# JD 400 w/ Kohler K532 electrical problems



## USAH (May 4, 2011)

hi-

i hope this is the section to post this question in. 

i have a late model JD 400 with a kohler K532 (iirc, i am 1000 miles away from tractor at the moment).

the tractor has been bullet proof reliable for many, many years. i am the second owner of the tractor, having bought it when it was nearly new. its got about 1000 hours on the clock, but i suspect the clock to be WAY off. realistically, i think its closer to 3000 hours. 

i am beyond anal about the maintenance. this year, when getting it ready to put into service, i discovered it had no spark. every now and then, it would fire, run for a few seconds then quit. 

i DO have a factory service manual for it. i started check the coil, wires, plugs, etc. i did discover one of the wires was fairly corroded. the resistance was way off when compared to what the book said. IIRC, factory was 18-20 ohms and one of the wires was reading 3.X ohms and the other 8.X ohms. 

i also checked the coil. i checked the coil using all points and methods as per the book. i am sorry, its been a few weeks since i did this and i dont recall the exact numbers i got or what the book said it should be. i do know, i was NO WHERE near factory. 

SO, i figured it must have been the coil. i started looking for a replacement coil and about fell over when i saw the cost (best price is about $140). so, i decided to go back and check ALL connections, clean and dielectric grease EVERYTHING. all looked good except the voltage regulator gang plug. it was totally melted to an engine shroud. i cut the gang off and replaced the ends. still no luck, it would not start.

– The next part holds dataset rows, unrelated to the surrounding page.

//! Expand a copy call into explicit setter calls.
//!
//! ```text
//! OrderDto orderDto = new OrderDto();
//! orderDto.setId(order.getId());
//! orderDto.setTotal(order.getTotal());
//! ```

use crate::reconcile::Reconciliation;

/// Setter block equivalent to the copy, one line per common property.
///
/// `source_expr` is the source argument as written at the call site and
/// `indent` prefixes every line.
pub fn generate_setters(reconciliation: &Reconciliation, source_expr: &str, indent: &str) -> String {
    let target_class = reconciliation.target_type.simple_name();
    let variable = variable_name(target_class);

    let mut lines = vec![format!(
        "{indent}{target_class} {variable} = new {target_class}();"
    )];
    for name in reconciliation.common_names() {
        let property = upper_first(&name);
        lines.push(format!(
            "{indent}{variable}.set{property}({source_expr}.get{property}());"
        ));
    }
    lines.join("\n")
}

/// Local variable for an instance of `class`.
fn variable_name(class: &str) -> String {
    match class {
        "" => "target".to_string(),
        name => lower_first(name),
    }
}

fn upper_first(s: &str) -> String {
    let mut chars = s.chars();
    match chars.next() {
        Some(first) => first.to_ascii_uppercase().to_string() + chars.as_str(),
        None => String::new(),
    }
}

fn lower_first(s: &str) -> String {
    let mut chars = s.chars();
    match chars.next() {
        Some(first) => first.to_ascii_lowercase().to_string() + chars.as_str(),
        None => String::new(),
    }
}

that got me wondering if the coil is not really the problem. unfortunately i ran out of time to check the voltage regulator before taking off on a biz trip. 

so, i am writing to ask you folks if anyone has any BTDT experience with this. i need to get this machine running ASAP and really dont want to just start throwing parts at it. given that the center and right pin (as viewed from the front of the tractor) were shorting to the shroud, i wonder if its possible i blew the voltage regulator too. 

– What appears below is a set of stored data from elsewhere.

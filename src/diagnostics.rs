//! Warnings about copy calls that probably do not do what the author meant.
//!
//! Diagnostics are advisory: a host failure while checking one rule drops
//! that rule's findings and is logged, it never fails the call. Only
//! cancellation is surfaced.

use std::fmt;

use serde::Serialize;
use tracing::{debug, warn};

use crate::config::Config;
use crate::host::{is_cancelled, CallSite, Cancelled, Expression, TypeModel};
use crate::resolve::{is_copy_call, is_copy_property_call, CopyConvention, Outcome, Resolver};
use crate::types::{FieldDescriptor, Mark};

/// A source field and the target field it fails to copy into.
#[derive(Debug, Clone, Serialize)]
pub struct MismatchPair {
    pub source: FieldDescriptor,
    pub target: FieldDescriptor,
}

impl fmt::Display for MismatchPair {
    fn fmt(&self, f: &mut fmt::Formatter<'_>) -> fmt::Result {
        let glyph = self.source.mark.unwrap_or(Mark::TypeNotMatch).glyph();
        write!(f, "{}  {}{}", self.source, glyph, self.target)
    }
}

#[derive(Debug, Clone, Serialize)]
#[serde(tag = "kind", rename_all = "snake_case")]
pub enum Diagnostic {
    /// The copy moves nothing at all.
    NoCommonProperties { source: String, target: String },
    /// Same-named properties whose types differ are skipped by the copy.
    TypeMismatch {
        source: String,
        target: String,
        pairs: Vec<MismatchPair>,
    },
    /// Spring `copyProperties(source, Foo.class)`: the second argument must be an instance.
    ClassAsTarget,
    /// Apache `copyProperty(bean, "name", value)` naming a property the bean lacks.
    MissingProperty { target: String, property: String },
}

impl Diagnostic {
    /// Stable identifier, e.g. for suppressions.
    pub fn code(&self) -> &'static str {
        match self {
            Diagnostic::NoCommonProperties { .. } => "no-common-properties",
            Diagnostic::TypeMismatch { .. } => "type-mismatch",
            Diagnostic::ClassAsTarget => "class-as-target",
            Diagnostic::MissingProperty { .. } => "missing-property",
        }
    }
}

impl fmt::Display for Diagnostic {
    fn fmt(&self, f: &mut fmt::Formatter<'_>) -> fmt::Result {
        match self {
            Diagnostic::NoCommonProperties { source, target } => {
                write!(f, "{} and {} have no properties in common", source, target)
            }
            Diagnostic::TypeMismatch { source, target, pairs } => {
                writeln!(f, "properties of {} and {} differ in type:", source, target)?;
                let lines: Vec<String> = pairs.iter().map(|p| p.to_string()).collect();
                write!(f, "{}", lines.join("\n"))
            }
            Diagnostic::ClassAsTarget => write!(
                f,
                "BeanUtils.copyProperties copies into an instance; the second argument is a Class"
            ),
            Diagnostic::MissingProperty { target, property } => {
                write!(f, "{} has no property '{}'", target, property)
            }
        }
    }
}

#[derive(Debug, Clone, Copy)]
pub struct DiagnoseOptions {
    /// No reconciliation findings for copies to or from `java.lang.Object`.
    pub skip_object_types: bool,
}

impl Default for DiagnoseOptions {
    fn default() -> Self {
        Self {
            skip_object_types: true,
        }
    }
}

/// Check one call site. Calls that are not copy calls yield nothing.
pub fn diagnose<C, M>(
    call: &C,
    model: &M,
    resolver: &Resolver,
    options: DiagnoseOptions,
) -> Result<Vec<Diagnostic>, Cancelled>
where
    C: CallSite,
    M: TypeModel + ?Sized,
{
    let method = call.method_text();
    let mut found = Vec::new();

    if is_copy_call(method) {
        if let Outcome::Resolved(r) = resolver.resolve(call, model)? {
            if options.skip_object_types && (r.source_type.is_object() || r.target_type.is_object()) {
                debug!(method, "copy involves java.lang.Object, skipped");
            } else {
                let source = r.source_type.simple_name().to_string();
                let target = r.target_type.simple_name().to_string();

                if r.common_names().is_empty() {
                    found.push(Diagnostic::NoCommonProperties {
                        source: source.clone(),
                        target: target.clone(),
                    });
                }

                let pairs: Vec<MismatchPair> = r
                    .source_marked(Mark::TypeNotMatch)
                    .filter_map(|field| {
                        r.target_counterpart(&field.name).map(|counterpart| MismatchPair {
                            source: field.clone(),
                            target: counterpart.clone(),
                        })
                    })
                    .collect();
                if !pairs.is_empty() {
                    found.push(Diagnostic::TypeMismatch { source, target, pairs });
                }
            }
        }

        if best_effort(method, class_as_target(call))?.unwrap_or(false) {
            found.push(Diagnostic::ClassAsTarget);
        }
    } else if is_copy_property_call(method) && resolver.conventions().contains(&CopyConvention::Apache) {
        if let Some(missing) = best_effort(method, missing_property(call, model))?.flatten() {
            found.push(missing);
        }
    }

    Ok(found)
}

/// Spring's `copyProperties` with a `Class` where the target bean belongs.
fn class_as_target<C: CallSite>(call: &C) -> anyhow::Result<bool> {
    if call.callee_class()?.as_deref() != Some(CopyConvention::Spring.qualified_name()) {
        return Ok(false);
    }
    let Some(second) = call.arguments().get(1) else {
        return Ok(false);
    };
    Ok(second.static_type()?.is_some_and(|ty| ty.is_class()))
}

fn missing_property<C, M>(call: &C, model: &M) -> anyhow::Result<Option<Diagnostic>>
where
    C: CallSite,
    M: TypeModel + ?Sized,
{
    let args = call.arguments();
    let (Some(bean), Some(name)) = (args.first(), args.get(1)) else {
        return Ok(None);
    };
    let Some(property) = name.unquoted_literal() else {
        return Ok(None);
    };
    let Some(bean_type) = bean.static_type()? else {
        return Ok(None);
    };
    let Some(fields) = model.all_fields(&bean_type)? else {
        return Ok(None);
    };

    if fields.iter().any(|field| field.name == property) {
        return Ok(None);
    }
    Ok(Some(Diagnostic::MissingProperty {
        target: bean_type.simple_name().to_string(),
        property,
    }))
}

/// Drop a failed check instead of failing the whole call.
fn best_effort<T>(method: &str, result: anyhow::Result<T>) -> Result<Option<T>, Cancelled> {
    match result {
        Ok(value) => Ok(Some(value)),
        Err(err) if is_cancelled(&err) => Err(Cancelled),
        Err(err) => {
            warn!(method, error = %format!("{:#}", err), "diagnostic check failed");
            Ok(None)
        }
    }
}

/// A resolver paired with diagnostic options, usually built from a `Config`.
#[derive(Debug, Clone, Default)]
pub struct Diagnoser {
    resolver: Resolver,
    options: DiagnoseOptions,
}

impl Diagnoser {
    pub fn new(resolver: Resolver, options: DiagnoseOptions) -> Self {
        Self { resolver, options }
    }

    pub fn from_config(config: &Config) -> Self {
        Self::new(
            config.resolver(),
            DiagnoseOptions {
                skip_object_types: config.skip_object_types,
            },
        )
    }

    pub fn resolver(&self) -> &Resolver {
        &self.resolver
    }

    pub fn diagnose<C, M>(&self, call: &C, model: &M) -> Result<Vec<Diagnostic>, Cancelled>
    where
        C: CallSite,
        M: TypeModel + ?Sized,
    {
        diagnose(call, model, &self.resolver, self.options)
    }
}

#[cfg(test)]
mod tests {
    use super::*;
    use crate::host::memory::Failure;
    use crate::host::{MemoryCallSite, MemoryExpr, MemoryModel};

    fn model() -> MemoryModel {
        MemoryModel::new()
            .class("com.acme.Order", &[("id", "int"), ("total", "java.math.BigDecimal")])
            .class("com.acme.OrderDto", &[("id", "java.lang.String"), ("total", "java.math.BigDecimal")])
            .class("com.acme.Invoice", &[("number", "java.lang.String")])
            .class("com.acme.Receipt", &[("code", "java.lang.String")])
            .class("java.lang.Object", &[])
    }

    fn spring(args: Vec<MemoryExpr>) -> MemoryCallSite {
        MemoryCallSite::new(
            "BeanUtils.copyProperties",
            CopyConvention::Spring.qualified_name(),
            args,
        )
    }

    fn copy_property(bean: MemoryExpr, name: &str) -> MemoryCallSite {
        MemoryCallSite::new(
            "BeanUtils.copyProperty",
            CopyConvention::Apache.qualified_name(),
            vec![bean, MemoryExpr::string(name), MemoryExpr::value("value", "java.lang.String")],
        )
    }

    fn codes(found: &[Diagnostic]) -> Vec<&'static str> {
        found.iter().map(Diagnostic::code).collect()
    }

    #[test]
    fn test_type_mismatch_lists_pairs() {
        let call = spring(vec![
            MemoryExpr::value("order", "com.acme.Order"),
            MemoryExpr::value("dto", "com.acme.OrderDto"),
        ]);
        let found = Diagnoser::default().diagnose(&call, &model()).unwrap();
        assert_eq!(codes(&found), vec!["type-mismatch"]);

        let Diagnostic::TypeMismatch { source, target, pairs } = &found[0] else {
            panic!("expected a type mismatch");
        };
        assert_eq!(source, "Order");
        assert_eq!(target, "OrderDto");
        assert_eq!(pairs.len(), 1);
        assert_eq!(pairs[0].to_string(), format!("int id  {}String id", Mark::TypeNotMatch.glyph()));
        assert!(found[0].to_string().ends_with("String id"));
    }

    #[test]
    fn test_no_common_properties() {
        let call = spring(vec![
            MemoryExpr::value("invoice", "com.acme.Invoice"),
            MemoryExpr::value("receipt", "com.acme.Receipt"),
        ]);
        let found = Diagnoser::default().diagnose(&call, &model()).unwrap();
        assert_eq!(codes(&found), vec!["no-common-properties"]);
        assert_eq!(found[0].to_string(), "Invoice and Receipt have no properties in common");
    }

    #[test]
    fn test_object_types_skipped_unless_configured() {
        let call = spring(vec![
            MemoryExpr::value("any", "java.lang.Object"),
            MemoryExpr::value("receipt", "com.acme.Receipt"),
        ]);
        assert!(Diagnoser::default().diagnose(&call, &model()).unwrap().is_empty());

        let config = Config::from_toml_str("skip-object-types = false").unwrap();
        let found = Diagnoser::from_config(&config).diagnose(&call, &model()).unwrap();
        assert_eq!(codes(&found), vec!["no-common-properties"]);
    }

    #[test]
    fn test_class_as_target() {
        let call = spring(vec![
            MemoryExpr::value("order", "com.acme.Order"),
            MemoryExpr::class_literal("com.acme.OrderDto"),
        ]);
        let found = Diagnoser::default().diagnose(&call, &model()).unwrap();
        assert_eq!(codes(&found), vec!["class-as-target"]);

        // Hutool accepts a Class target
        let hutool = MemoryCallSite::new(
            "BeanUtil.copyProperties",
            CopyConvention::Hutool.qualified_name(),
            vec![
                MemoryExpr::value("order", "com.acme.Order"),
                MemoryExpr::class_literal("com.acme.Order"),
            ],
        );
        assert!(Diagnoser::default().diagnose(&hutool, &model()).unwrap().is_empty());
    }

    #[test]
    fn test_missing_property() {
        let call = copy_property(MemoryExpr::value("order", "com.acme.Order"), "discount");
        let found = Diagnoser::default().diagnose(&call, &model()).unwrap();
        assert_eq!(codes(&found), vec!["missing-property"]);
        assert_eq!(found[0].to_string(), "Order has no property 'discount'");

        let present = copy_property(MemoryExpr::value("order", "com.acme.Order"), "total");
        assert!(Diagnoser::default().diagnose(&present, &model()).unwrap().is_empty());

        let unknown = copy_property(MemoryExpr::value("x", "com.acme.Unknown"), "total");
        assert!(Diagnoser::default().diagnose(&unknown, &model()).unwrap().is_empty());
    }

    #[test]
    fn test_disabled_apache_has_no_property_check() {
        let config = Config::from_toml_str(r#"disabled-conventions = ["apache"]"#).unwrap();
        let call = copy_property(MemoryExpr::value("order", "com.acme.Order"), "discount");
        assert!(Diagnoser::from_config(&config).diagnose(&call, &model()).unwrap().is_empty());
    }

    #[test]
    fn test_other_calls_ignored() {
        let call = MemoryCallSite::new(
            "list.add",
            "java.util.List",
            vec![MemoryExpr::value("order", "com.acme.Order")],
        );
        assert!(Diagnoser::default().diagnose(&call, &model()).unwrap().is_empty());
    }

    #[test]
    fn test_host_failures() {
        let faulty = model().failing("com.acme.Order", Failure::Fault);
        let call = copy_property(MemoryExpr::value("order", "com.acme.Order"), "discount");
        assert!(Diagnoser::default().diagnose(&call, &faulty).unwrap().is_empty());

        let cancelling = model().failing("com.acme.Order", Failure::Cancel);
        assert_eq!(Diagnoser::default().diagnose(&call, &cancelling).unwrap_err(), Cancelled);
    }

    #[test]
    fn test_serializes_with_kind_tag() {
        let d = Diagnostic::MissingProperty {
            target: "Order".to_string(),
            property: "discount".to_string(),
        };
        let json = serde_json::to_value(&d).unwrap();
        assert_eq!(json["kind"], "missing_property");
        assert_eq!(json["property"], "discount");
    }
}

the major problem i am facing is i wont be back to the tractor for 2 more weeks and would really like to have the parts waiting for me when i get back. SO, should i go ahead and replace the coil even tho it may NOT be the problem being that it is way out of spec? what is the probability that i need to replace the regulator? if i should, can i get away with a cheap chinese one? i typically am adversed to doing that, but seeings that they are about 80$ for an OEM unit and $25 for a chinese one, the cost is very appealing to me. 

fyi, plugs are new. the points are fairly new (3 years maybe) and dwell is okay. 

thank you for any advise given.


----------



## USAH (May 4, 2011)

i solved the problem. i figured i would post the solution for all of u should this happen to you. i will give u the answer first then tell u what i checked. 

it was the micro switch on the PTO. i would add that i believe there were additional issues too, but the primary issue that lead to the no start was the micro switch. 

1) cleaned and dielectric greased the grounds.
2) noticed burn marks on the ignition switch wiring. replaced burned leads AND the switch. dielectric greased everything.
3) cleaned and dielectric greased all relay and breaker positions.
4) cleaned and checked continuity for, neutral safety switch, seat switch and PTO micro switch. dielectric greased everything.
5) replaced plug wires after finding them out of ohm spec.
6) installed new coil after find it out of ohm spec too.
7) noticed burn marks on voltage regulator so i replaced that too. 

of course the last thing i checked was the PTO micro switch. after by passing that, i started right up. runs fantastic. i will order a new microswitch when i get back in country and get it back to original configuration.


----------



## Tonyquinn (Feb 21, 2017)

kohler k532 misfires under load ,new points set,but cannot find any timing marks ,engine has simultaneous spark coil, seems to miss and backfire when just moving forward or any load on engine,runs on one cylinder for a bit then clicks in ,but no grunt at all,seems fuel related but,could be out of time ,but starts well,thanks Tony


----------